Sure it's observable. Actually, that's kind of my point. How does that make it safe to assume that some object entered it (other than virtual particles created from the vacuum in the immediate vicinity of the black hole, whose information content is doubtful at best)?

## Myself said

"Nevertheless, many climate researchers have been unable to explain why evaporation figures have decreased in areas where rainfall and cloudiness have become more prevalent. If less water vapor is moving into the atmosphere, how could more rain and clouds be forming?" The above comments was witdrawn from a CNN report on the evaporation "paradox". However, there is no paradox as well as there are no other paradoxes in this area, and the CORRECT AND REAL solution to these questions you find in http://noparadoxes.tripod.com. These "paradoxes" appeared only due to the lack of a suitable background on the evaporation and atmospheric processes.

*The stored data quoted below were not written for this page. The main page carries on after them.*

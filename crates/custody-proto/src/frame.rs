//! Frame header and framing.

use std::fmt;

use bytes::Bytes;
use zerocopy::{
    FromBytes, Immutable, IntoBytes, KnownLayout, Unaligned,
    byteorder::{BigEndian, U16, U32, U64},
};

use crate::{MAX_PAYLOAD_SIZE, Opcode, ProtocolError};

bitflags::bitflags! {
    /// Frame header flags.
    #[derive(Debug, Clone, Copy, PartialEq, Eq, Hash, Default)]
    pub struct FrameFlags: u16 {
        /// Frame answers a request.
        const REPLY = 0b0000_0001;
        /// Reply carries an error body.
        const ERROR = 0b0000_0010;
    }
}

/// Fixed-size frame header.
///
/// All multi-byte fields are big-endian. The layout is read directly from
/// the wire with `zerocopy`; validation happens in [`FrameHeader::from_bytes`].
#[derive(Clone, Copy, PartialEq, Eq, FromBytes, IntoBytes, KnownLayout, Immutable, Unaligned)]
#[repr(C)]
pub struct FrameHeader {
    magic: U32<BigEndian>,
    version: u8,
    opcode: u8,
    flags: U16<BigEndian>,
    request_id: U64<BigEndian>,
    payload_size: U32<BigEndian>,
    reserved: U32<BigEndian>,
}

impl FrameHeader {
    /// Header size on the wire.
    pub const SIZE: usize = 24;

    /// Protocol magic, ASCII "CUST".
    pub const MAGIC: u32 = 0x4355_5354;

    /// Protocol version written by this build.
    pub const VERSION: u8 = 1;

    /// Create a header for `opcode` with no flags, request id 0 and an
    /// empty body.
    pub fn new(opcode: Opcode) -> Self {
        Self {
            magic: U32::new(Self::MAGIC),
            version: Self::VERSION,
            opcode: opcode.to_u8(),
            flags: U16::new(0),
            request_id: U64::new(0),
            payload_size: U32::new(0),
            reserved: U32::new(0),
        }
    }

    /// Parse and validate a header from the start of `bytes`.
    pub fn from_bytes(bytes: &[u8]) -> Result<Self, ProtocolError> {
        let head = bytes.get(..Self::SIZE).ok_or(ProtocolError::FrameTooShort {
            expected: Self::SIZE,
            actual: bytes.len(),
        })?;
        let header = Self::read_from_bytes(head).map_err(|_| ProtocolError::FrameTooShort {
            expected: Self::SIZE,
            actual: head.len(),
        })?;

        if header.magic.get() != Self::MAGIC {
            return Err(ProtocolError::InvalidMagic(header.magic.get()));
        }
        if header.version != Self::VERSION {
            return Err(ProtocolError::UnsupportedVersion(header.version));
        }
        if header.reserved.get() != 0 {
            return Err(ProtocolError::ReservedNotZero(header.reserved.get()));
        }
        let size = header.payload_size();
        if size > MAX_PAYLOAD_SIZE {
            return Err(ProtocolError::PayloadTooLarge { size, max: MAX_PAYLOAD_SIZE });
        }

        Ok(header)
    }

    /// Raw opcode byte.
    pub fn opcode(&self) -> u8 {
        self.opcode
    }

    /// Opcode, if the byte names a known message.
    pub fn opcode_enum(&self) -> Option<Opcode> {
        Opcode::try_from(self.opcode).ok()
    }

    /// Header flags. Unknown bits are dropped.
    pub fn flags(&self) -> FrameFlags {
        FrameFlags::from_bits_truncate(self.flags.get())
    }

    /// Replace the header flags.
    pub fn set_flags(&mut self, flags: FrameFlags) {
        self.flags = U16::new(flags.bits());
    }

    /// Request id chosen by the client and echoed by the server.
    pub fn request_id(&self) -> u64 {
        self.request_id.get()
    }

    /// Set the request id.
    pub fn set_request_id(&mut self, request_id: u64) {
        self.request_id = U64::new(request_id);
    }

    /// Declared body size in bytes.
    pub fn payload_size(&self) -> usize {
        self.payload_size.get() as usize
    }

    fn set_payload_size(&mut self, size: usize) {
        self.payload_size = U32::new(u32::try_from(size).unwrap_or(u32::MAX));
    }
}

impl fmt::Debug for FrameHeader {
    fn fmt(&self, f: &mut fmt::Formatter<'_>) -> fmt::Result {
        f.debug_struct("FrameHeader")
            .field("opcode", &self.opcode_enum().ok_or(self.opcode))
            .field("flags", &self.flags())
            .field("request_id", &self.request_id())
            .field("payload_size", &self.payload_size())
            .finish()
    }
}

/// A complete protocol message: header plus encoded body.
#[derive(Debug, Clone, PartialEq, Eq)]
pub struct Frame {
    /// Frame header.
    pub header: FrameHeader,
    /// Encoded body.
    pub payload: Bytes,
}

impl Frame {
    /// Build a frame; the header's payload size is set from `payload`.
    pub fn new(mut header: FrameHeader, payload: impl Into<Bytes>) -> Self {
        let payload = payload.into();
        header.set_payload_size(payload.len());
        Self { header, payload }
    }

    /// Total encoded size.
    pub fn encoded_len(&self) -> usize {
        FrameHeader::SIZE + self.payload.len()
    }

    /// Append the encoded frame to `dst`.
    pub fn encode(&self, dst: &mut Vec<u8>) -> Result<(), ProtocolError> {
        if self.payload.len() > MAX_PAYLOAD_SIZE {
            return Err(ProtocolError::PayloadTooLarge {
                size: self.payload.len(),
                max: MAX_PAYLOAD_SIZE,
            });
        }

        let mut header = self.header;
        header.set_payload_size(self.payload.len());

        dst.reserve(self.encoded_len());
        dst.extend_from_slice(header.as_bytes());
        dst.extend_from_slice(&self.payload);
        Ok(())
    }

    /// Encode into a fresh buffer.
    pub fn to_vec(&self) -> Result<Vec<u8>, ProtocolError> {
        let mut buf = Vec::with_capacity(self.encoded_len());
        self.encode(&mut buf)?;
        Ok(buf)
    }

    /// Decode exactly one frame from `bytes`.
    pub fn decode(bytes: &[u8]) -> Result<Self, ProtocolError> {
        let header = FrameHeader::from_bytes(bytes)?;
        let total = FrameHeader::SIZE + header.payload_size();

        if bytes.len() < total {
            return Err(ProtocolError::FrameTooShort { expected: total, actual: bytes.len() });
        }
        if bytes.len() > total {
            return Err(ProtocolError::TrailingBytes(bytes.len() - total));
        }

        let payload = Bytes::copy_from_slice(&bytes[FrameHeader::SIZE..total]);
        Ok(Self { header, payload })
    }
}
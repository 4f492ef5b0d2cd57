//! Chain custody server binary.
//!
//! # Usage
//!
//! ```bash
//! # Start with self-signed certificate (development), exporting it for clients
//! custody-server --bind 127.0.0.1:4433 --write-cert server.pem
//!
//! # Start with TLS certificate (production)
//! custody-server --bind 0.0.0.0:4433 --cert cert.pem --key key.pem
//! ```

use std::path::PathBuf;

use clap::Parser;
use custody_core::ProgramConfig;
use custody_crypto::parse_program_id;
use custody_server::{DriverConfig, Server, ServerRuntimeConfig, TlsConfig};
use tracing_subscriber::{EnvFilter, fmt, layer::SubscriberExt, util::SubscriberInitExt};

/// Chain custody server
#[derive(Parser, Debug)]
#[command(name = "custody-server")]
#[command(about = "Chain of custody ledger server")]
#[command(version)]
struct Args {
    /// Address to bind to
    #[arg(short, long, env = "CUSTODY_BIND", default_value = "0.0.0.0:4433")]
    bind: String,

    /// Path to TLS certificate (PEM format)
    #[arg(short, long, env = "CUSTODY_CERT")]
    cert: Option<PathBuf>,

    /// Path to TLS private key (PEM format)
    #[arg(short, long, env = "CUSTODY_KEY")]
    key: Option<PathBuf>,

    /// Write the server certificate (PEM) here for clients to trust
    #[arg(long, env = "CUSTODY_WRITE_CERT")]
    write_cert: Option<PathBuf>,

    /// Program id: 64 hex characters, or a deployment name to derive it from
    #[arg(long, env = "CUSTODY_PROGRAM_ID", default_value = "chaincustody")]
    program_id: String,

    /// Maximum concurrent connections
    #[arg(long, env = "CUSTODY_MAX_CONNECTIONS", default_value = "10000")]
    max_connections: usize,

    /// Log level (trace, debug, info, warn, error)
    #[arg(long, env = "CUSTODY_LOG_LEVEL", default_value = "info")]
    log_level: String,
}

#[tokio::main]
async fn main() -> Result<(), Box<dyn std::error::Error>> {
    let args = Args::parse();
    let filter =
        EnvFilter::try_from_default_env().unwrap_or_else(|_| EnvFilter::new(&args.log_level));

    tracing_subscriber::registry().with(fmt::layer()).with(filter).init();

    tracing::info!("Custody server starting");
    tracing::info!("Binding to {}", args.bind);

    if args.cert.is_none() || args.key.is_none() {
        tracing::warn!("No TLS certificate provided - using self-signed certificate");
        tracing::warn!("This is NOT suitable for production use!");
    }

    let program_id = parse_program_id(&args.program_id);
    tracing::info!("Program id {}", program_id);

    let config = ServerRuntimeConfig {
        bind_address: args.bind,
        tls: TlsConfig {
            cert_path: args.cert,
            key_path: args.key,
            write_cert_path: args.write_cert,
        },
        driver: DriverConfig {
            max_connections: args.max_connections,
            program: ProgramConfig { program_id, ..ProgramConfig::default() },
        },
    };

    let server = Server::bind(config)?;

    tracing::info!("Server listening on {}", server.local_addr()?);

    server.run().await?;

    Ok(())
}
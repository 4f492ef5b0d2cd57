//! Server Driver
//!
//! Sans-IO orchestrator between the transport and the custody program.
//!
//! ## Responsibilities
//!
//! - Session Lifecycle: admit connections up to the configured limit
//! - Request Dispatch: decode request frames and route them to the program
//! - State Changes: apply program actions to storage
//! - Replies: answer every request frame with exactly one reply frame that
//!   echoes its request id
//!
//! ## Design
//!
//! The driver performs no I/O. The runtime feeds it `ServerEvent`s and
//! executes the returned `ServerAction`s. Rejected requests become error
//! replies; `DriverError` is reserved for events the driver cannot handle at
//! all (such as frames from a session it never accepted).

use custody_core::{
    CustodyProgram, Environment, ProgramAction, ProgramConfig, ProgramError, Storage,
    apply_actions,
};
use custody_proto::{Ack, ErrorCode, Frame, Payload};

use crate::{registry::ConnectionRegistry, server_error::DriverError};

/// Driver configuration.
#[derive(Debug, Clone)]
pub struct ServerConfig {
    /// Maximum concurrent sessions
    pub max_connections: usize,
    /// Custody program configuration
    pub program: ProgramConfig,
}

impl Default for ServerConfig {
    fn default() -> Self {
        Self { max_connections: 10_000, program: ProgramConfig::default() }
    }
}

/// Events fed to the driver by the runtime.
#[derive(Debug, Clone)]
pub enum ServerEvent {
    /// A transport connection was accepted.
    ConnectionAccepted {
        /// Session id chosen by the runtime
        session_id: u64,
    },

    /// A complete frame arrived on a session.
    FrameReceived {
        /// Session the frame arrived on
        session_id: u64,
        /// The decoded frame
        frame: Frame,
    },

    /// A connection went away.
    ConnectionClosed {
        /// Session that closed
        session_id: u64,
        /// Why it closed
        reason: String,
    },
}

/// Log severity for `ServerAction::Log`.
#[derive(Debug, Clone, Copy, PartialEq, Eq)]
pub enum LogLevel {
    /// Debug
    Debug,
    /// Info
    Info,
    /// Warning
    Warn,
    /// Error
    Error,
}

/// Actions returned by the driver for the runtime to execute.
#[derive(Debug, Clone)]
pub enum ServerAction {
    /// Send a frame to one session.
    SendToSession {
        /// Target session
        session_id: u64,
        /// Frame to send
        frame: Frame,
    },

    /// Close a session's connection.
    CloseConnection {
        /// Session to close
        session_id: u64,
        /// Reason given to the peer
        reason: String,
    },

    /// Emit a log line.
    Log {
        /// Severity
        level: LogLevel,
        /// Message text
        message: String,
    },
}

/// Action-based server driver.
pub struct ServerDriver<E, S>
where
    E: Environment,
    S: Storage,
{
    env: E,
    storage: S,
    program: CustodyProgram,
    registry: ConnectionRegistry,
    config: ServerConfig,
}

impl<E, S> ServerDriver<E, S>
where
    E: Environment,
    S: Storage,
{
    /// Create a driver over `storage`.
    pub fn new(env: E, storage: S, config: ServerConfig) -> Self {
        Self {
            env,
            storage,
            program: CustodyProgram::new(config.program),
            registry: ConnectionRegistry::new(),
            config,
        }
    }

    /// Process one event.
    ///
    /// # Errors
    ///
    /// - `DriverError::UnknownSession` for frames from a session that was
    ///   never accepted
    /// - `DriverError::SessionExists` when an accept reuses a live id
    /// - `DriverError::Encode` if no reply frame could be encoded
    pub fn process_event(&mut self, event: ServerEvent) -> Result<Vec<ServerAction>, DriverError> {
        match event {
            ServerEvent::ConnectionAccepted { session_id } => {
                self.handle_connection_accepted(session_id)
            },
            ServerEvent::FrameReceived { session_id, frame } => {
                self.handle_frame(session_id, &frame)
            },
            ServerEvent::ConnectionClosed { session_id, reason } => {
                self.handle_connection_closed(session_id, &reason)
            },
        }
    }

    /// The driver's storage.
    pub fn storage(&self) -> &S {
        &self.storage
    }

    /// The custody program.
    pub fn program(&self) -> &CustodyProgram {
        &self.program
    }

    /// Driver configuration.
    pub fn config(&self) -> &ServerConfig {
        &self.config
    }

    /// Number of live sessions.
    pub fn session_count(&self) -> usize {
        self.registry.session_count()
    }

    /// Connection registry.
    pub fn registry(&self) -> &ConnectionRegistry {
        &self.registry
    }

    fn handle_connection_accepted(
        &mut self,
        session_id: u64,
    ) -> Result<Vec<ServerAction>, DriverError> {
        if self.registry.session_count() >= self.config.max_connections {
            return Ok(vec![
                ServerAction::Log {
                    level: LogLevel::Warn,
                    message: format!(
                        "Rejecting session {session_id}: connection limit {} reached",
                        self.config.max_connections
                    ),
                },
                ServerAction::CloseConnection {
                    session_id,
                    reason: "connection limit reached".to_string(),
                },
            ]);
        }

        if !self.registry.register(session_id, self.env.now()) {
            return Err(DriverError::SessionExists(session_id));
        }

        Ok(vec![ServerAction::Log {
            level: LogLevel::Debug,
            message: format!("Session {session_id} connected"),
        }])
    }

    fn handle_connection_closed(
        &mut self,
        session_id: u64,
        reason: &str,
    ) -> Result<Vec<ServerAction>, DriverError> {
        let info =
            self.registry.unregister(session_id).ok_or(DriverError::UnknownSession(session_id))?;

        Ok(vec![ServerAction::Log {
            level: LogLevel::Debug,
            message: format!(
                "Session {session_id} closed after {} requests: {reason}",
                info.requests
            ),
        }])
    }

    fn handle_frame(
        &mut self,
        session_id: u64,
        frame: &Frame,
    ) -> Result<Vec<ServerAction>, DriverError> {
        if !self.registry.touch(session_id, self.env.now()) {
            return Err(DriverError::UnknownSession(session_id));
        }

        let request_id = frame.header.request_id();
        let mut actions = Vec::with_capacity(2);

        let reply = match Payload::from_frame(frame) {
            Err(e) => {
                actions.push(ServerAction::Log {
                    level: LogLevel::Warn,
                    message: format!("Malformed request {request_id} from {session_id}: {e}"),
                });
                Payload::error(ErrorCode::MalformedRequest, e.to_string())
            },
            Ok(payload) if payload.opcode().is_reply() => {
                Payload::error(ErrorCode::MalformedRequest, "reply opcode sent as request")
            },
            Ok(payload) => match self.execute(payload, request_id) {
                Ok(reply) => reply,
                Err(e) => {
                    let level = if e.is_retryable() { LogLevel::Warn } else { LogLevel::Debug };
                    actions.push(ServerAction::Log {
                        level,
                        message: format!("Request {request_id} from {session_id} rejected: {e}"),
                    });
                    Payload::error(e.code(), e.to_string())
                },
            },
        };

        let frame = match reply.into_frame(request_id) {
            Ok(frame) => frame,
            Err(e) => {
                actions.push(ServerAction::Log {
                    level: LogLevel::Error,
                    message: format!("Reply to request {request_id} not encodable: {e}"),
                });
                Payload::error(ErrorCode::Internal, e.to_string()).into_frame(request_id)?
            },
        };

        actions.push(ServerAction::SendToSession { session_id, frame });
        Ok(actions)
    }

    fn execute(&self, payload: Payload, request_id: u64) -> Result<Payload, ProgramError> {
        match payload {
            Payload::InitializeMaterial(ix) => {
                let actions = self.program.initialize_material(&ix, &self.storage)?;
                self.commit(&actions, request_id)
            },
            Payload::TransferMaterial(ix) => {
                let actions = self.program.transfer_material(&ix, &self.env, &self.storage)?;
                self.commit(&actions, request_id)
            },
            Payload::QuarantineMaterial(ix) => {
                let actions = self.program.quarantine_material(&ix, &self.storage)?;
                self.commit(&actions, request_id)
            },
            Payload::RegisterSigner(ix) => {
                let actions = self.program.register_signer(&ix, &self.storage)?;
                self.commit(&actions, request_id)
            },
            Payload::FetchMaterial(q) => {
                Ok(Payload::Material(self.program.fetch(&q.record, &self.storage)?))
            },
            Payload::ListMaterials(q) => {
                Ok(Payload::Materials(self.program.list_materials(q.limit, &self.storage)?))
            },
            Payload::ListTransfers(q) => {
                Ok(Payload::Transfers(self.program.list_transfers(&q, &self.storage)?))
            },
            Payload::FetchSigner(q) => {
                Ok(Payload::Signer(self.program.fetch_signer(&q.pubkey, &self.storage)?))
            },
            Payload::ListSigners(q) => {
                Ok(Payload::Signers(self.program.list_signers(&q, &self.storage)?))
            },
            // Reply opcodes are filtered out before dispatch.
            reply => Ok(Payload::error(
                ErrorCode::MalformedRequest,
                format!("unexpected {:?} request", reply.opcode()),
            )),
        }
    }

    /// Apply actions and build the reply: the written record's view, or an
    /// ack when no record was written.
    fn commit(&self, actions: &[ProgramAction], request_id: u64) -> Result<Payload, ProgramError> {
        apply_actions(actions, &self.storage)?;

        Ok(actions
            .iter()
            .rev()
            .find_map(ProgramAction::view)
            .map_or(Payload::Ack(Ack { request_id }), Payload::Material))
    }
}

impl<E, S> std::fmt::Debug for ServerDriver<E, S>
where
    E: Environment,
    S: Storage,
{
    fn fmt(&self, f: &mut std::fmt::Formatter<'_>) -> std::fmt::Result {
        f.debug_struct("ServerDriver")
            .field("sessions", &self.registry.session_count())
            .field("config", &self.config)
            .finish_non_exhaustive()
    }
}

That is really THE solution.

## Bertrand Le Roy said

"Myself": what does this have to do with black hole evaporation???

## Tooky said

This stuff is all so cool. Im 14 and wish to go into this field later on. Is there any such thing as a worm hole? i dont think there is but if there is what is it??

## Bertrand Le Roy said

Tooky: wormholes are a theoretical possibility in many cosmological models but nothing has been observed so far. They are connections between parts of a spacetime that are otherwise remote in time and/or space. Imagine cutting two holes in a sheet of paper and gluing them together. If you had to travel from the place where one hole is to the other, if the holes weren't there you'd need to follow a path on the sheet. Now, with the holes, you can travel instantly from one place to the other. Furthermore, you could even theoretically travel to otherwise inaccessible places like the past. It's a shortcut in spacetime, if you want.